Looking back on their track careers, Gophers seniors Obsa Ali and Temi Ogunrinde can hardly believe they’re the Big Ten’s best in their respective events. Four years ago, they had no clue about the steeplechase and hammer throw.

Steeplechase horses jump fences, but Ali had to learn to clear hurdles and water jumps that can lead to epic falls.

“It terrified me at first,” said Ali, the 2018 NCAA champion in the 3,000-meter steeplechase.

And hammer throw? Instead of wielding something that made Thor powerful in the “Avengers” movies, Ogunrinde swings a metal ball on the end of a steel wire and unleashes it — for distance.

“Many people think you’re throwing an actual hammer,” said Ogunrinde, a three-time Big Ten champion in the event. “The name is truly misleading.”

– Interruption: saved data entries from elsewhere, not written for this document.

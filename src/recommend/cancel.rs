// Cooperative cancellation for recommendation requests.
//
// The vectorizer and ranker are synchronous loops over the whole catalog.
// They poll a `Cancellation` every `CHECK_INTERVAL` items and bail out with
// `Cancelled` once the flag is raised or the deadline has passed.

use std::sync::atomic::{AtomicBool, Ordering};
use std::sync::Arc;
use std::time::{Duration, Instant};

/// How many items a loop processes between cancellation checks.
pub const CHECK_INTERVAL: usize = 256;

/// The computation was cancelled or ran past its deadline.
#[derive(thiserror::Error, Debug, Clone, Copy, PartialEq, Eq)]
#[error("Recommendation computation was cancelled")]
pub struct Cancelled;

/// A cancellation handle. Clones share the same flag, so a caller can keep
/// one clone and trip it while another clone travels with the request.
#[derive(Debug, Clone, Default)]
pub struct Cancellation {
    flag: Arc<AtomicBool>,
    deadline: Option<Instant>,
}

impl Cancellation {
    /// A handle that only trips when `cancel()` is called.
    pub fn new() -> Self {
        Self::default()
    }

    /// A handle that also trips once `timeout` has elapsed from now.
    pub fn with_timeout(timeout: Duration) -> Self {
        Self {
            flag: Arc::new(AtomicBool::new(false)),
            deadline: Some(Instant::now() + timeout),
        }
    }

    pub fn cancel(&self) {
        self.flag.store(true, Ordering::Relaxed);
    }

    pub fn is_cancelled(&self) -> bool {
        if self.flag.load(Ordering::Relaxed) {
            return true;
        }
        self.deadline.is_some_and(|d| Instant::now() >= d)
    }

    /// `Err(Cancelled)` if the handle has tripped.
    pub fn check(&self) -> Result<(), Cancelled> {
        if self.is_cancelled() {
            Err(Cancelled)
        } else {
            Ok(())
        }
    }
}

#[cfg(test)]
mod tests {
    use super::*;

    #[test]
    fn test_fresh_handle_is_not_cancelled() {
        let cancel = Cancellation::new();
        assert!(!cancel.is_cancelled());
        assert_eq!(cancel.check(), Ok(()));
    }

    #[test]
    fn test_clones_share_the_flag() {
        let cancel = Cancellation::new();
        let other = cancel.clone();
        other.cancel();
        assert!(cancel.is_cancelled());
        assert_eq!(cancel.check(), Err(Cancelled));
    }

    #[test]
    fn test_zero_timeout_trips_immediately() {
        let cancel = Cancellation::with_timeout(Duration::ZERO);
        assert!(cancel.is_cancelled());
    }

    #[test]
    fn test_long_timeout_does_not_trip() {
        let cancel = Cancellation::with_timeout(Duration::from_secs(3600));
        assert!(!cancel.is_cancelled());
    }
}
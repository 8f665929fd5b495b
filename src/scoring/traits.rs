// Candidate ranker trait: swap-ready abstraction over similarity ranking.
//
// The default implementation scores every unrated item by cosine similarity
// to the profile. The recommendation service only talks to this trait, which
// also lets tests observe whether ranking happened at all.

use std::collections::HashSet;

use serde::Serialize;

use super::profile::ProfileVector;
use crate::catalog::models::{CatalogSnapshot, ItemId};
use crate::recommend::cancel::{Cancellation, Cancelled};
use crate::vectors::tfidf::CorpusVectors;

/// One ranked candidate.
#[derive(Debug, Clone, PartialEq, Serialize)]
pub struct ScoredCandidate {
    /// Similarity to the profile, 0.0 to 1.0
    pub score: f64,
    pub item_id: ItemId,
    /// Position in the catalog snapshot (the tie-breaker)
    pub catalog_index: usize,
}

/// Ranks catalog items against a profile vector.
pub trait CandidateRanker: Send + Sync {
    /// Score every item whose id is not in `rated`, order by descending
    /// score then ascending catalog index, and keep at most `top_n`.
    fn rank(
        &self,
        profile: &ProfileVector,
        snapshot: &CatalogSnapshot,
        corpus: &CorpusVectors,
        rated: &HashSet<ItemId>,
        top_n: usize,
        cancel: &Cancellation,
    ) -> Result<Vec<ScoredCandidate>, Cancelled>;
}
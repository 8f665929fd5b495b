// Cosine similarity ranking of unrated catalog items.
//
// Every item the user hasn't rated (liked or not) is a candidate. Scores are
// full cosine similarities, because the profile is a mean of unit vectors and
// isn't unit length itself. Ordering is descending score, then ascending
// catalog index, so equal scores come out in catalog order on every run.

use std::cmp::Ordering;
use std::collections::HashSet;

use tracing::debug;

use super::profile::ProfileVector;
use super::traits::{CandidateRanker, ScoredCandidate};
use crate::catalog::models::{CatalogSnapshot, ItemId};
use crate::recommend::cancel::{Cancellation, Cancelled, CHECK_INTERVAL};
use crate::vectors::sparse::cosine_similarity;
use crate::vectors::tfidf::CorpusVectors;

/// Default number of recommendations returned.
pub const DEFAULT_TOP_N: usize = 10;

/// The default `CandidateRanker`.
#[derive(Debug, Clone, Copy, Default)]
pub struct CosineRanker;

impl CandidateRanker for CosineRanker {
    fn rank(
        &self,
        profile: &ProfileVector,
        snapshot: &CatalogSnapshot,
        corpus: &CorpusVectors,
        rated: &HashSet<ItemId>,
        top_n: usize,
        cancel: &Cancellation,
    ) -> Result<Vec<ScoredCandidate>, Cancelled> {
        if top_n == 0 {
            return Ok(Vec::new());
        }

        let mut candidates: Vec<ScoredCandidate> = Vec::new();

        for (index, (item, vector)) in snapshot
            .items()
            .iter()
            .zip(corpus.vectors())
            .enumerate()
        {
            if index % CHECK_INTERVAL == 0 {
                cancel.check()?;
            }
            if rated.contains(&item.id) {
                continue;
            }
            candidates.push(ScoredCandidate {
                score: cosine_similarity(&profile.vector, vector),
                item_id: item.id.clone(),
                catalog_index: index,
            });
        }

        let candidate_count = candidates.len();
        sort_candidates(&mut candidates);
        candidates.truncate(top_n);

        debug!(
            candidates = candidate_count,
            returned = candidates.len(),
            "Ranked candidates"
        );

        Ok(candidates)
    }
}

/// Descending score, ties broken by ascending catalog index.
pub fn sort_candidates(candidates: &mut [ScoredCandidate]) {
    candidates.sort_by(ranking_order);
}

/// Comparator form of the ranking order.
pub fn ranking_order(a: &ScoredCandidate, b: &ScoredCandidate) -> Ordering {
    b.score
        .total_cmp(&a.score)
        .then_with(|| a.catalog_index.cmp(&b.catalog_index))
}
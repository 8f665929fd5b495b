// Output formatting: terminal display and report generation.

pub mod markdown;
pub mod terminal;

/// Shorten a title or tag list to `max_chars` characters for a table
/// column, marking the cut with "...". Counts chars, so titles like
/// "Amélie" are never split inside a code point.
pub fn truncate_chars(text: &str, max_chars: usize) -> String {
    if text.chars().count() <= max_chars {
        return text.to_string();
    }
    let mut short: String = text.chars().take(max_chars).collect();
    short.push_str("...");
    short
}

/// Format an optional external rating with one decimal, or "N/A".
pub fn format_external_rating(rating: Option<f64>) -> String {
    rating.map_or_else(|| "N/A".to_string(), |r| format!("{r:.1}"))
}
use std::env;
use std::path::PathBuf;
use std::time::Duration;

use anyhow::{Context, Result};

use crate::catalog::models::{MAX_RATING, MIN_RATING};
use crate::recommend::service::RecommendParams;
use crate::scoring::profile::LIKED_THRESHOLD;
use crate::scoring::ranker::DEFAULT_TOP_N;

/// Default location of the catalog JSON.
pub const DEFAULT_CATALOG_PATH: &str = "./data/movies.json";

/// Central configuration loaded from environment variables.
///
/// The .env file is loaded automatically at startup via dotenvy. Every
/// variable is optional.
#[derive(Debug, Clone)]
pub struct Config {
    /// Catalog JSON path (CINEMATCH_CATALOG)
    pub catalog_path: PathBuf,
    /// Default recommendation list length (CINEMATCH_TOP_N)
    pub top_n: usize,
    /// Ratings at or above this are "liked" (CINEMATCH_LIKED_THRESHOLD)
    pub liked_threshold: u8,
    /// Optional per-request deadline (CINEMATCH_TIMEOUT_MS)
    pub timeout: Option<Duration>,
}

impl Config {
    /// Load configuration from environment variables.
    pub fn load() -> Result<Self> {
        let catalog_path = env::var("CINEMATCH_CATALOG")
            .map(PathBuf::from)
            .unwrap_or_else(|_| PathBuf::from(DEFAULT_CATALOG_PATH));

        let top_n = match env::var("CINEMATCH_TOP_N") {
            Ok(v) => v
                .trim()
                .parse::<usize>()
                .with_context(|| format!("CINEMATCH_TOP_N must be a non-negative integer, got {v:?}"))?,
            Err(_) => DEFAULT_TOP_N,
        };

        let liked_threshold = match env::var("CINEMATCH_LIKED_THRESHOLD") {
            Ok(v) => parse_threshold(&v)?,
            Err(_) => LIKED_THRESHOLD,
        };

        let timeout = match env::var("CINEMATCH_TIMEOUT_MS") {
            Ok(v) => Some(Duration::from_millis(v.trim().parse::<u64>().with_context(
                || format!("CINEMATCH_TIMEOUT_MS must be a number of milliseconds, got {v:?}"),
            )?)),
            Err(_) => None,
        };

        Ok(Self {
            catalog_path,
            top_n,
            liked_threshold,
            timeout,
        })
    }

    /// Recommender parameters derived from this configuration.
    pub fn recommend_params(&self) -> RecommendParams {
        RecommendParams {
            liked_threshold: self.liked_threshold,
            top_n: self.top_n,
        }
    }

    /// Check that the catalog file exists.
    /// Call this before any operation that reads the catalog.
    pub fn require_catalog(&self) -> Result<()> {
        if !self.catalog_path.exists() {
            anyhow::bail!(
                "Catalog not found at {}\n\
                 Set CINEMATCH_CATALOG in your .env file to point at a movies.json catalog.",
                self.catalog_path.display()
            );
        }
        Ok(())
    }
}

fn parse_threshold(raw: &str) -> Result<u8> {
    let value: u8 = raw
        .trim()
        .parse()
        .with_context(|| format!("CINEMATCH_LIKED_THRESHOLD must be an integer, got {raw:?}"))?;
    if !(MIN_RATING..=MAX_RATING).contains(&value) {
        anyhow::bail!(
            "CINEMATCH_LIKED_THRESHOLD must be between {MIN_RATING} and {MAX_RATING}, got {value}"
        );
    }
    Ok(value)
}

#[cfg(test)]
mod tests {
    use super::*;

    #[test]
    fn test_parse_threshold() {
        assert_eq!(parse_threshold("6").unwrap(), 6);
        assert_eq!(parse_threshold(" 10 ").unwrap(), 10);
        assert!(parse_threshold("0").is_err());
        assert!(parse_threshold("11").is_err());
        assert!(parse_threshold("six").is_err());
    }
}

Ogunrinde and Ali are in events unfamiliar to them when they came to the Gophers, but their teammates will follow their lead Wednesday to start the NCAA Outdoor Track and Field Championships in Austin, Texas.

Ali will try to become the first Gopher in 70 years to repeat as a national champion in track. He was nearly speechless last year after winning a race in which the runaway leader, Houston’s Brian Barazza, took a nasty fall over a hurdle in the final 300 meters of the race.

“I’ll forever remember that,” Ali said. “As far as defending the title, that’s the goal. You never know what will happen in these races.”

‘It was terrifying’

Learning to run the steeplechase as a redshirt sophomore with the Gophers in 2017, Ali’s biggest obstacle was his fear of the water jumps. Seven of the 28 hurdles in the 3000-meter steeplechase are followed by a water pit, about 12 feet wide and 28 inches deep.

Jumping into sand pits for practice made him forget about landing in water in the actual race.

“We held back a lot throughout the years,” Ali said. “It was terrifying at first because the landing was slanted a little bit. I was like, ‘What if I just break my leg there?’ I broke my [left] foot in the seventh grade bike riding, so I was very hesitant landing on that foot. After I messed up, we would just do it again and again and again.”

Ali used repetition to improve, much like he worked to pick up English when moving from Ethiopia to Minnesota to live with his mother at age 12.

Distance running is huge in his native country and came naturally to him, but soccer was his first love. He didn’t join Richfield’s cross-country team until his sophomore year, but he finished his high school career with a cross-country state title and state track records in the 3,200 and 5,000 meters.

“Working hard is what I got from my mom,” Ali said. “She moved here in 1998 and left everything behind for me to have this life. So that’s really inspiring for me in everything I do and everything I want to do.”

Big change for sprinter

Like Ali, Ogunrinde dreams of earning a spot on the national team after her college track career ends, but she never imagined years ago that path would be in a field event.

The Cottage Grove native was recruited by the Gophers as a sprinter out of Park High in 2014. The only experience she had in a throwing event was when she tried shot put for a week as a high school sophomore.

Ogunrinde didn’t resist when Gophers coaches recommended the hammer throw to her as a redshirt freshman, because she expected to still compete in other events. She eventually realized hammer was her best chance to succeed, because most of the athletes in the event are first-timers.

“The first few months for me in hammer, I didn’t even actually have the hammer,” she said. “We used a PVC pipe to learn the movements. It can be very difficult to make it feel natural, but you eventually get there.”

This spring, Ogunrinde became the first woman to three-peat as the Big Ten hammer throw champion with a meet-record mark of 221 feet, 2 inches.

With the Gophers men’s and women’s track teams combined for the first time at the NCAA outdoor meet, Ali and Ogunrinde look forward to watching younger athletes get their first such experience.

“That’s what really makes this year special,” Ogunrinde said. “It’s a bittersweet and fun ending for the seniors like Obsa and I, but then it shows just so much of the potential we have moving forward in the next few years.”